The role of extracellular adenosine in regulating mossy fiber synaptic plasticity

Hippocampal mossy fiber synapses show unique molecular features and dynamic range of plasticity. A recent paper proposed that the defining features of mossy fiber synaptic plasticity are caused by a local buildup of extracellular adenosine (Moore et al., 2003). In this study, we reassessed the role of ambient adenosine in regulating mossy fiber synaptic plasticity in mouse and rat hippocampal slices. Synaptic transmission was highly sensitive to activation of presynaptic adenosineA(1) receptors (A(1)Rs), which reduced transmitter release by > 75%. However, most of A(1)Rs were not activated by ambient adenosine. Field potentials increased only by 20-30% when A(1)Rs were fully blocked with the A(1)R antagonist 8-cyclopentyl-1,3-dipropylxanthine (DPCPX) (1 mu M). Moreover, blocking A(1)Rs hardly altered paired-pulse facilitation, frequency facilitation, or posttetanic potentiation.

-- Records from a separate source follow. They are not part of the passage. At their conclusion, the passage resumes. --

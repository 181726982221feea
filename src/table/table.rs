use std::{collections::HashMap, sync::LazyLock};

use log::{debug, warn};
use polars::prelude::{Column, DataFrame, DataType, IdxCa, IdxSize};
use regex::Regex;

use crate::{config::TableSchema, error::{Result, ScoreError}};
use super::{geo_id::GeoId, geo_type::GeoType, geography::{Geography, key_columns}};

/// Columns renamed by the CSV reader when a header repeats.
static DUPLICATE_COLUMN: LazyLock<Regex> = LazyLock::new(|| {
    Regex::new(r"_duplicated_\d+$").expect("valid regex")
});

/// A set of geographies and their indicator columns, one row per geography.
///
/// Tables are never mutated in place: every selection or join returns a new
/// table, so a caller can keep reusing the original across analysis runs.
#[derive(Debug, Clone)]
pub struct FeatureTable {
    ty: GeoType,
    geographies: Vec<Geography>,
    index: HashMap<GeoId, usize>, // Map between geo_ids and row indices.
    data: DataFrame,              // Indicator columns only
}

impl FeatureTable {
    /// Assemble a table from its row keys and indicator columns.
    pub fn new(ty: GeoType, geographies: Vec<Geography>, data: DataFrame) -> Result<Self> {
        if data.width() > 0 && data.height() != geographies.len() {
            return Err(ScoreError::invalid("table", format!(
                "{} geographies but {} rows of indicator data", geographies.len(), data.height(),
            )));
        }

        let mut index = HashMap::with_capacity(geographies.len());
        for (row, geography) in geographies.iter().enumerate() {
            if geography.geo_id.ty() != ty {
                return Err(ScoreError::invalid("table", format!(
                    "{geography} is a {}, expected a {ty}", geography.geo_id.ty(),
                )));
            }
            if index.insert(geography.geo_id.clone(), row).is_some() {
                return Err(ScoreError::DuplicateGeography { geo_id: geography.geo_id.id().to_string() });
            }
        }

        Ok(Self { ty, geographies, index, data })
    }

    /// Build a table from a raw frame served by the data layer.
    ///
    /// Key columns become the row index; repeated and `Unnamed` columns are
    /// dropped, keeping the first occurrence.
    pub fn from_frame(df: DataFrame, schema: &TableSchema) -> Result<Self> {
        let ids = string_column(&df, &schema.id_column)?;
        let states = string_column(&df, &schema.state_column)?;
        let names = string_column(&df, &schema.name_column)?;

        let geographies = ids.iter().zip(&states).zip(&names)
            .map(|((id, state), name)| Geography::new(GeoId::new(schema.geo_type, id), state, name))
            .collect();

        let keys = [&schema.id_column, &schema.state_column, &schema.name_column];
        let mut keep = Vec::with_capacity(df.width());
        for name in df.get_column_names() {
            let name = name.as_str();
            if keys.iter().any(|key| key.as_str() == name) { continue }
            if DUPLICATE_COLUMN.is_match(name) || name.starts_with("Unnamed") || name.is_empty() {
                warn!("[table] dropping repeated or unnamed column '{name}'");
                continue;
            }
            keep.push(name.to_string());
        }

        let data = df.select(keep)?;
        debug!("[table] loaded {} {}s with {} indicator columns", data.height(), schema.geo_type, data.width());
        Self::new(schema.geo_type, geographies, data)
    }

    #[inline] pub fn geo_type(&self) -> GeoType { self.ty }

    #[inline] pub fn len(&self) -> usize { self.geographies.len() }

    #[inline] pub fn is_empty(&self) -> bool { self.geographies.is_empty() }

    #[inline] pub fn geographies(&self) -> &[Geography] { &self.geographies }

    /// Row index of a geography.
    #[inline] pub fn row(&self, geo_id: &GeoId) -> Option<usize> { self.index.get(geo_id).copied() }

    /// Raw indicator frame (no key columns).
    #[inline] pub fn data(&self) -> &DataFrame { &self.data }

    pub fn column_names(&self) -> Vec<String> {
        self.data.get_column_names().into_iter().map(|name| name.to_string()).collect()
    }

    pub fn has_column(&self, name: &str) -> bool {
        self.data.get_column_names().into_iter().any(|column| column.as_str() == name)
    }

    /// Values of a numeric indicator as `f64`, one per geography.
    /// A null or NaN cell is reported with the geography it belongs to.
    pub fn indicator(&self, name: &str) -> Result<Vec<f64>> {
        self.optional_indicator(name)?.into_iter()
            .zip(&self.geographies)
            .map(|(value, geography)| {
                value.ok_or_else(|| ScoreError::MissingValue {
                    column: name.to_string(),
                    geography: geography.to_string(),
                })
            })
            .collect()
    }

    /// Like [`indicator`](Self::indicator), but null and NaN cells become `None`.
    pub fn optional_indicator(&self, name: &str) -> Result<Vec<Option<f64>>> {
        let column = self.data.column(name).map_err(|_| ScoreError::missing_column(name))?;
        if !column.dtype().is_primitive_numeric() {
            return Err(ScoreError::NonNumericColumn { column: name.to_string(), dtype: column.dtype().to_string() });
        }

        let values = column.cast(&DataType::Float64)?;
        Ok(values.f64()?.into_iter().map(|value| value.filter(|v| !v.is_nan())).collect())
    }

    /// Keep geographies whose state matches `state` (case-insensitive).
    pub fn in_state(&self, state: &str) -> Result<Self> {
        let state = state.trim();
        self.filter(|geo| geo.state.eq_ignore_ascii_case(state))
    }

    /// Keep geographies whose name is in `names` (case-insensitive).
    pub fn with_names<S: AsRef<str>>(&self, names: &[S]) -> Result<Self> {
        self.filter(|geo| names.iter().any(|name| geo.name.eq_ignore_ascii_case(name.as_ref().trim())))
    }

    /// Keep geographies inside `parent` (e.g., the tracts of one county).
    pub fn within(&self, parent: &GeoId) -> Result<Self> {
        self.filter(|geo| geo.geo_id.is_within(parent))
    }

    /// Keep geographies matching `predicate`, preserving row order.
    pub fn filter(&self, predicate: impl Fn(&Geography) -> bool) -> Result<Self> {
        let rows: Vec<usize> = self.geographies.iter().enumerate()
            .filter_map(|(row, geo)| predicate(geo).then_some(row))
            .collect();
        self.take_rows(&rows)
    }

    /// Left join the columns of `other` by geography id.
    ///
    /// Every geography in `self` must be present in `other`; columns already
    /// in `self` keep their original values.
    pub fn merge(&self, other: &FeatureTable) -> Result<Self> {
        let rows = self.geographies.iter()
            .map(|geo| {
                other.row(&geo.geo_id)
                    .ok_or_else(|| ScoreError::UnmatchedGeography { geography: geo.to_string() })
            })
            .collect::<Result<Vec<usize>>>()?;

        let joined = other.data.take(&row_indices(&rows))?;
        let columns: Vec<Column> = joined.get_columns().iter()
            .filter(|column| {
                let duplicate = self.has_column(column.name().as_str());
                if duplicate { debug!("[table] merge keeps existing column '{}'", column.name()) }
                !duplicate
            })
            .cloned()
            .collect();

        let data = if self.data.width() == 0 {
            DataFrame::new(columns)?
        } else {
            self.data.hstack(&columns)?
        };
        Self::new(self.ty, self.geographies.clone(), data)
    }

    /// Key columns followed by every indicator column.
    pub fn to_frame(&self) -> Result<DataFrame> {
        let mut columns = key_columns(&self.geographies);
        columns.extend(self.data.get_columns().iter().cloned());
        Ok(DataFrame::new(columns)?)
    }

    fn take_rows(&self, rows: &[usize]) -> Result<Self> {
        let data = if self.data.width() == 0 {
            DataFrame::empty()
        } else {
            self.data.take(&row_indices(rows))?
        };
        let geographies = rows.iter().map(|&row| self.geographies[row].clone()).collect();
        Self::new(self.ty, geographies, data)
    }
}

fn row_indices(rows: &[usize]) -> IdxCa {
    IdxCa::from_vec("rows".into(), rows.iter().map(|&row| row as IdxSize).collect())
}

/// Read a key column as text, one entry per row.
fn string_column(df: &DataFrame, name: &str) -> Result<Vec<String>> {
    let column = df.column(name).map_err(|_| ScoreError::missing_column(name))?;
    let column = column.cast(&DataType::String)?;
    column.str()?.into_iter()
        .enumerate()
        .map(|(row, value)| {
            value.map(str::to_string).ok_or_else(|| ScoreError::MissingValue {
                column: name.to_string(),
                geography: format!("row {row}"),
            })
        })
        .collect()
}

#[cfg(test)]
mod tests {
    use polars::prelude::{NamedFrom, Series};

    use super::*;

    fn counties() -> FeatureTable {
        let df = DataFrame::new(vec![
            Series::new("county_id".into(), &[6075i64, 6001, 8059]).into(),
            Series::new("State".into(), &["California", "California", "Colorado"]).into(),
            Series::new("County Name".into(), &["San Francisco County", "Alameda County", "Jefferson County"]).into(),
            Series::new("Unemployment Rate (%)".into(), &[3.0, 4.5, 5.0]).into(),
            Series::new("Unemployment Rate (%)_duplicated_0".into(), &[9.0, 9.0, 9.0]).into(),
            Series::new("Unnamed: 0".into(), &[0i64, 1, 2]).into(),
        ]).unwrap();
        FeatureTable::from_frame(df, &TableSchema::counties()).unwrap()
    }

    #[test]
    fn from_frame_extracts_keys_and_drops_repeats() {
        let table = counties();
        assert_eq!(table.len(), 3);
        assert_eq!(table.column_names(), vec!["Unemployment Rate (%)".to_string()]);
        assert_eq!(table.geographies()[0].geo_id.id(), "06075");
        assert_eq!(&*table.geographies()[2].name, "Jefferson County");
        assert_eq!(table.indicator("Unemployment Rate (%)").unwrap(), vec![3.0, 4.5, 5.0]);
    }

    #[test]
    fn duplicate_geographies_are_rejected() {
        let df = DataFrame::new(vec![
            Series::new("county_id".into(), &["06075", "06075"]).into(),
            Series::new("State".into(), &["California", "California"]).into(),
            Series::new("County Name".into(), &["San Francisco County", "San Francisco County"]).into(),
        ]).unwrap();
        let result = FeatureTable::from_frame(df, &TableSchema::counties());
        assert!(matches!(result, Err(ScoreError::DuplicateGeography { .. })));
    }

    #[test]
    fn missing_indicator_names_the_column() {
        let err = counties().indicator("Median Age").unwrap_err();
        assert!(err.to_string().contains("Median Age"));
    }

    #[test]
    fn null_value_names_the_geography() {
        let df = DataFrame::new(vec![
            Series::new("county_id".into(), &["06075", "06001"]).into(),
            Series::new("State".into(), &["California", "California"]).into(),
            Series::new("County Name".into(), &["San Francisco County", "Alameda County"]).into(),
            Series::new("Median Age".into(), &[Some(38.0), None]).into(),
        ]).unwrap();
        let table = FeatureTable::from_frame(df, &TableSchema::counties()).unwrap();
        let err = table.indicator("Median Age").unwrap_err();
        assert!(err.to_string().contains("Alameda County"), "{err}");
        assert_eq!(table.optional_indicator("Median Age").unwrap(), vec![Some(38.0), None]);
    }

    #[test]
    fn text_indicator_is_not_numeric() {
        let df = DataFrame::new(vec![
            Series::new("county_id".into(), &["06075"]).into(),
            Series::new("State".into(), &["California"]).into(),
            Series::new("County Name".into(), &["San Francisco County"]).into(),
            Series::new("Unemployment Rate Date".into(), &["2021-01-01"]).into(),
        ]).unwrap();
        let table = FeatureTable::from_frame(df, &TableSchema::counties()).unwrap();
        assert!(matches!(table.indicator("Unemployment Rate Date"), Err(ScoreError::NonNumericColumn { .. })));
    }

    #[test]
    fn selections_return_new_tables() {
        let table = counties();
        let california = table.in_state("california").unwrap();
        assert_eq!(california.len(), 2);
        assert_eq!(california.indicator("Unemployment Rate (%)").unwrap(), vec![3.0, 4.5]);
        assert_eq!(table.len(), 3);

        let alameda = table.with_names(&["alameda county"]).unwrap();
        assert_eq!(alameda.len(), 1);

        let colorado = table.within(&GeoId::new(GeoType::State, "08")).unwrap();
        assert_eq!(&*colorado.geographies()[0].state, "Colorado");
    }

    #[test]
    fn merge_joins_by_geo_id() {
        let table = counties();
        let rents = DataFrame::new(vec![
            Series::new("county_id".into(), &["08059", "06001", "06075"]).into(),
            Series::new("State".into(), &["Colorado", "California", "California"]).into(),
            Series::new("County Name".into(), &["Jefferson County", "Alameda County", "San Francisco County"]).into(),
            Series::new("fmr_0".into(), &[1100.0, 1500.0, 2000.0]).into(),
        ]).unwrap();
        let rents = FeatureTable::from_frame(rents, &TableSchema::counties()).unwrap();

        let merged = table.merge(&rents).unwrap();
        assert_eq!(merged.indicator("fmr_0").unwrap(), vec![2000.0, 1500.0, 1100.0]);

        let partial = rents.filter(|geo| geo.geo_id.id() != "06001").unwrap();
        assert!(matches!(table.merge(&partial), Err(ScoreError::UnmatchedGeography { .. })));
    }

    #[test]
    fn to_frame_leads_with_keys() {
        let frame = counties().to_frame().unwrap();
        let names: Vec<String> = frame.get_column_names().into_iter().map(|n| n.to_string()).collect();
        assert_eq!(names, vec!["geo_id", "State", "Name", "Unemployment Rate (%)"]);
    }
}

Frequency facilitation was similar in A(1)R(-/-) mice and when measured with NMDA receptor-mediated EPSCs in CA3 pyramidal cells in the presence of DPCPX. Additional experiments suggested that the results obtained by Moore et al. (2003) can partially be explained by their usage of a submerged recording chamber and elevated divalent cation concentrations. In conclusion, a reduction of the basal release probability by ambient adenosine does not underlie presynaptic forms of plasticity at mossy fiber synapses.